New York: US prosecutors have charged a former Senior Field Officer of RAW, Vikash Yadav, in an alleged murder-for-hire plot against Khalistani separatist Gurpatwant Singh Pannun residing in New York City.
In a strongly worded statement, Attorney General Merrick Garland said on Thursday, “Today’s charges demonstrate that the Justice Department will not tolerate attempts to target and endanger Americans and to undermine the rights to which every US citizen is entitled”.
Describing Yadav as “an Indian government employee“, he said, “The Justice Department will be relentless in holding accountable any person — regardless of their position or proximity to power – who seeks to harm and silence American citizens”.
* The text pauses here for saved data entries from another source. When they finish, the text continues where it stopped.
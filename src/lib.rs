//! # ravel
//!
//! A backtracking PARSE-dialect matching and transformation engine over
//! text, binary, and block sequences, in the Rebol/Red tradition.
//!
//! A PARSE invocation runs a *rule block* against an *input sequence* of the
//! same or a nested kind, walking a small state machine —
//! Dispatch/Match/Advance/Backtrack — over the rule elements. Literals,
//! kind tests, character classes, and a fixed keyword vocabulary (`some`,
//! `any`, `opt`, `to`, `thru`, `collect`/`keep`, and friends) combine into
//! rules that can match, capture, and optionally rewrite the input in place.
//!
//! ```rust
//! use ravel::prelude::*;
//! use ravel::heap::{Heap, SeriesData};
//! use ravel::sequence::SeqView;
//! use ravel::symbol::Interner;
//! use ravel::value::{Value, WordForm};
//!
//! let heap = Heap::new();
//! let interner = Interner::new();
//!
//! let input = Value::Text(SeqView::at_head(heap.alloc(SeriesData::Text {
//!     chars: "ab".chars().collect(),
//! })));
//! let literal = Value::Text(SeqView::at_head(heap.alloc(SeriesData::Text {
//!     chars: "ab".chars().collect(),
//! })));
//! let end = Value::Word(WordForm::Word, interner.intern("end"));
//! let rule = Value::Block(SeqView::at_head(heap.alloc(SeriesData::Block(vec![literal, end]))));
//!
//! let outcome = parse(
//!     &input,
//!     &rule,
//!     &interner,
//!     &heap,
//!     ParseOptions::default(),
//!     &mut NoBindings,
//!     &(),
//!     &mut NoEvaluator,
//! );
//! assert!(outcome.unwrap().matched);
//! ```
//!
//! ## Error handling
//!
//! Every fallible operation returns [`error::PResult`], whose `Err` side is
//! [`error::ErrMode`]: a recoverable [`error::ErrMode::Backtrack`] that
//! drives alternation and repetition, or an unrecoverable
//! [`error::ErrMode::Cut`] that unwinds straight out of [`engine::parse`].
//! See the [`error`] module for the full kind list.
//!
//! ## Tracing
//!
//! Enable the `debug` feature to get a depth-indented trace of every rule
//! dispatch on stderr, in the style `trace`/`trace_result` use elsewhere in
//! this family — see the [`trace`] module.
#![cfg_attr(docsrs, feature(doc_auto_cfg))]
#![cfg_attr(docsrs, feature(doc_cfg))]
#![cfg_attr(not(feature = "std"), no_std)]
#![deny(missing_docs)]
#![warn(clippy::all)]
#![warn(clippy::doc_markdown)]
#![warn(clippy::empty_enum)]
#![warn(clippy::enum_glob_use)]
#![warn(clippy::exit)]
#![warn(clippy::explicit_deref_methods)]
#![warn(clippy::explicit_into_iter_loop)]
#![warn(clippy::filter_map_next)]
#![warn(clippy::flat_map_option)]
#![warn(clippy::implicit_clone)]
#![warn(clippy::inefficient_to_string)]
#![warn(clippy::large_stack_arrays)]
#![warn(clippy::large_types_passed_by_value)]
#![warn(clippy::let_unit_value)]
#![warn(clippy::linkedlist)]
#![warn(clippy::macro_use_imports)]
#![warn(clippy::manual_ok_or)]
#![warn(clippy::map_err_ignore)]
#![warn(clippy::match_on_vec_items)]
#![warn(clippy::match_wild_err_arm)]
#![warn(clippy::mem_forget)]
#![warn(clippy::mut_mut)]
#![warn(clippy::needless_borrow)]
#![warn(clippy::needless_continue)]
#![warn(clippy::option_option)]
#![warn(clippy::ptr_as_ptr)]
#![warn(clippy::rc_mutex)]
#![warn(clippy::same_functions_in_if_condition)]
#![warn(clippy::semicolon_if_nothing_returned)]
#![warn(clippy::string_to_string)]
#![warn(clippy::todo)]
#![warn(clippy::unimplemented)]
#![warn(clippy::unnested_or_patterns)]
#![warn(future_incompatible)]
#![warn(nonstandard_style)]
#![warn(rust_2018_idioms)]
#![allow(clippy::branches_sharing_code)]
#![allow(clippy::collapsible_else_if)]
#![allow(clippy::if_same_then_else)]
#![allow(clippy::bool_assert_comparison)]
#![allow(clippy::let_and_return)]

#[cfg(feature = "alloc")]
#[macro_use]
extern crate alloc;

#[cfg(all(feature = "debug", not(feature = "std")))]
compile_error!("`debug` requires `std`");

/// Re-exports everything needed from `std` or `core`/`alloc`, so the rest of
/// the crate is written against one name regardless of which feature set is
/// active — the same facade this family's parser combinators use.
#[cfg_attr(docsrs, doc(hidden))]
pub mod lib {
    #[cfg(not(feature = "std"))]
    #[doc(hidden)]
    pub mod std {
        #[doc(hidden)]
        pub use core::{cell, cmp, convert, fmt, iter, mem, ops, option, result, slice, str};

        #[cfg(feature = "alloc")]
        #[doc(hidden)]
        pub use alloc::{borrow, boxed, collections, rc, string, vec};
    }

    #[cfg(feature = "std")]
    #[doc(hidden)]
    pub mod std {
        #[doc(hidden)]
        pub use std::{
            borrow, boxed, cell, cmp, collections, convert, fmt, iter, mem, ops, option, rc,
            result, slice, str, string, sync, vec,
        };
    }
}

pub mod error;
pub mod symbol;
pub mod heap;
pub mod value;
pub mod sequence;
pub mod compare;
pub mod bind;
pub mod eval;
pub mod collect;
pub mod trace;
pub mod engine;

/// Re-exports the pieces most callers need to invoke [`engine::parse`].
pub mod prelude {
    pub use crate::bind::{Bindings, Lookup, NoBindings, SetOutcome};
    pub use crate::engine::{parse, Outcome, ParseOptions};
    pub use crate::error::{ErrMode, ErrorKind, PResult, ParseError};
    pub use crate::eval::{Evaluated, Evaluator, NoEvaluator};
    pub use crate::value::Value;
}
Assistant Attorney General Matthew Olsen who heads the Justice Department’s National Security Division, was more blunt: “To the governments around the world who may be considering such criminal activity and to the communities they would target, let there be no doubt that the Department of Justice is committed to disrupting and exposing these plots and to holding the wrongful actors accountable no matter who they are or where they reside”.
The charges filed against Yadav and his alleged co-conspirator Nikhil Gupta, were unsealed in the Federal Southern District of New York Court on Thursday.
The charges were framed by a grand jury, a panel of citizens that first decides if there is a prima facie case after the prosecution makes a preliminary presentation of the case.
Yadav faces three charges along with Gupta: conspiracy to hire a hitman, the actual “murder-for-hire” plot, and money laundering.
The charging document filed by the prosecutors makes a reference to the killing of a Canada-based Sikh separatist, Hardeep Singh Nijjar, in British Columbia, that has led to a serious deterioration of relations between India and Canada.
It says that Yadav told Gupta that “Nijjar was also the target” and “we have many targets”, and sent him a video of Nijjar’s body slumped in his car.
It appears that US law enforcement intercepted or had access to the electronic communications between Yadav and Gupta, even those on encrypted apps because extensive quotes from those are included in the court document.
Gupta, who was arrested in the Czech Republic at the request of the US, was extradited to the US in June and produced in court.
Many of the details in the court document filed by the prosecutors repeat the same narratives made in earlier documents filed against Gupta, but this time, Yadav is identified by name.
The indictment presents Yadav as the alleged mastermind who recruited Gupta to carry out the plot in exchange for helping him get criminal cases against him dismissed, and directed him.
It says that “Yadav recruited Gupta to orchestrate the assassination of the Victim in the United States” and that under Yadav’s “directions,” Gupta contacted a government “confidential source” who he thought was “a criminal associate”.
This person, in turn, put him in touch with the “purported hitman” who was, in fact, an undercover US law enforcement officer, unravelling the plot, according to the court document, which also included a photograph of Yadav dressed in military fatigues.
The charges were filed a day after an Indian Enquiry Committee set up to investigate the allegations visited Washington to discuss the case with US officials.
Judge Victor Marrero, who is presiding over the case against Yadav, has set a status conference on Friday when the prosecutors and the defence lawyer are to discuss handling the evidence and proceeding with the case.
The 18-page document filed by the prosecutors does not name any other Indian official.
Neither does it name Gurpatwant Singh Pannun, the leader of the separatist group, Sikhs for Justice, who was reportedly the target of the alleged plot.
It only says that the “Victim” was “an attorney and political activist who is a US citizen of Indian origin living in New York City” and leads “a US-based organisation that advocates for the secession of Punjab” to establish Khalistan. The Indian government has banned the “Victim” and his separatist organisation, it noted.